Collected data:
▬▬▬

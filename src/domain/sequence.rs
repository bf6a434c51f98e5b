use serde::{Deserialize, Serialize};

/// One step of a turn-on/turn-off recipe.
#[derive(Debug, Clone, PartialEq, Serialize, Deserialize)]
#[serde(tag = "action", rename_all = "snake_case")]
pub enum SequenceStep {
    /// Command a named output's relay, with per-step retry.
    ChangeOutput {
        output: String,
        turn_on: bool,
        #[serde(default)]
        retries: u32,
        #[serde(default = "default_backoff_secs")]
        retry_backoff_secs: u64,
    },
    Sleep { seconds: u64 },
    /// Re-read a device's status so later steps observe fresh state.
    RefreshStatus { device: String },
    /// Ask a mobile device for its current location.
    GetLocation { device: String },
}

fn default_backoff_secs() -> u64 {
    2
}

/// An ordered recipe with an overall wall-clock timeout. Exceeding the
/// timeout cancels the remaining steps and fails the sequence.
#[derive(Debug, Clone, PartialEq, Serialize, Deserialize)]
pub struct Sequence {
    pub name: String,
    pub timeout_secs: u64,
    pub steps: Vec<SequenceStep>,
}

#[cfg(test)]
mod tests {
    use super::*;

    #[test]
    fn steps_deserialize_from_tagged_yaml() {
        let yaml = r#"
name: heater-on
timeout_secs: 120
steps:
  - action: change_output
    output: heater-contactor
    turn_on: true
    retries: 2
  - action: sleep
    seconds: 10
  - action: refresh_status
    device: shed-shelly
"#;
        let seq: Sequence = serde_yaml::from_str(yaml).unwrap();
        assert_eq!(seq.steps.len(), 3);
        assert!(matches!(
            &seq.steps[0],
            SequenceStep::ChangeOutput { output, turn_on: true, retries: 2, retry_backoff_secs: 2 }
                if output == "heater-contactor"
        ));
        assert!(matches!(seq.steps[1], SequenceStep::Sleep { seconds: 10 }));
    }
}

▬▬▬

**TO DO:**
Give back every line of the data exactly as it was written.

**TASK SOLUTION:**
filename src/domain/sequence.rs
repository bf6a434c51f98e5b
use serde::{Deserialize, Serialize};

/// One step of a turn-on/turn-off recipe.
#[derive(Debug, Clone, PartialEq, Serialize, Deserialize)]
#[serde(tag = "action", rename_all = "snake_case")]
pub enum SequenceStep {
    /// Command a named output's relay, with per-step retry.
    ChangeOutput {
        output: String,
        turn_on: bool,
        #[serde(default)]
        retries: u32,
        #[serde(default = "default_backoff_secs")]
        retry_backoff_secs: u64,
    },
    Sleep { seconds: u64 },
    /// Re-read a device's status so later steps observe fresh state.
    RefreshStatus { device: String },
    /// Ask a mobile device for its current location.
    GetLocation { device: String },
}

fn default_backoff_secs() -> u64 {
    2
}

/// An ordered recipe with an overall wall-clock timeout. Exceeding the
/// timeout cancels the remaining steps and fails the sequence.
#[derive(Debug, Clone, PartialEq, Serialize, Deserialize)]
pub struct Sequence {
    pub name: String,
    pub timeout_secs: u64,
    pub steps: Vec<SequenceStep>,
}

#[cfg(test)]
mod tests {
    use super::*;

    #[test]
    fn steps_deserialize_from_tagged_yaml() {
        let yaml = r#"
name: heater-on
timeout_secs: 120
steps:
  - action: change_output
    output: heater-contactor
    turn_on: true
    retries: 2
  - action: sleep
    seconds: 10
  - action: refresh_status
    device: shed-shelly
"#;
        let seq: Sequence = serde_yaml::from_str(yaml).unwrap();
        assert_eq!(seq.steps.len(), 3);
        assert!(matches!(
            &seq.steps[0],
            SequenceStep::ChangeOutput { output, turn_on: true, retries: 2, retry_backoff_secs: 2 }
                if output == "heater-contactor"
        ));
        assert!(matches!(seq.steps[1], SequenceStep::Sleep { seconds: 10 }));
    }
}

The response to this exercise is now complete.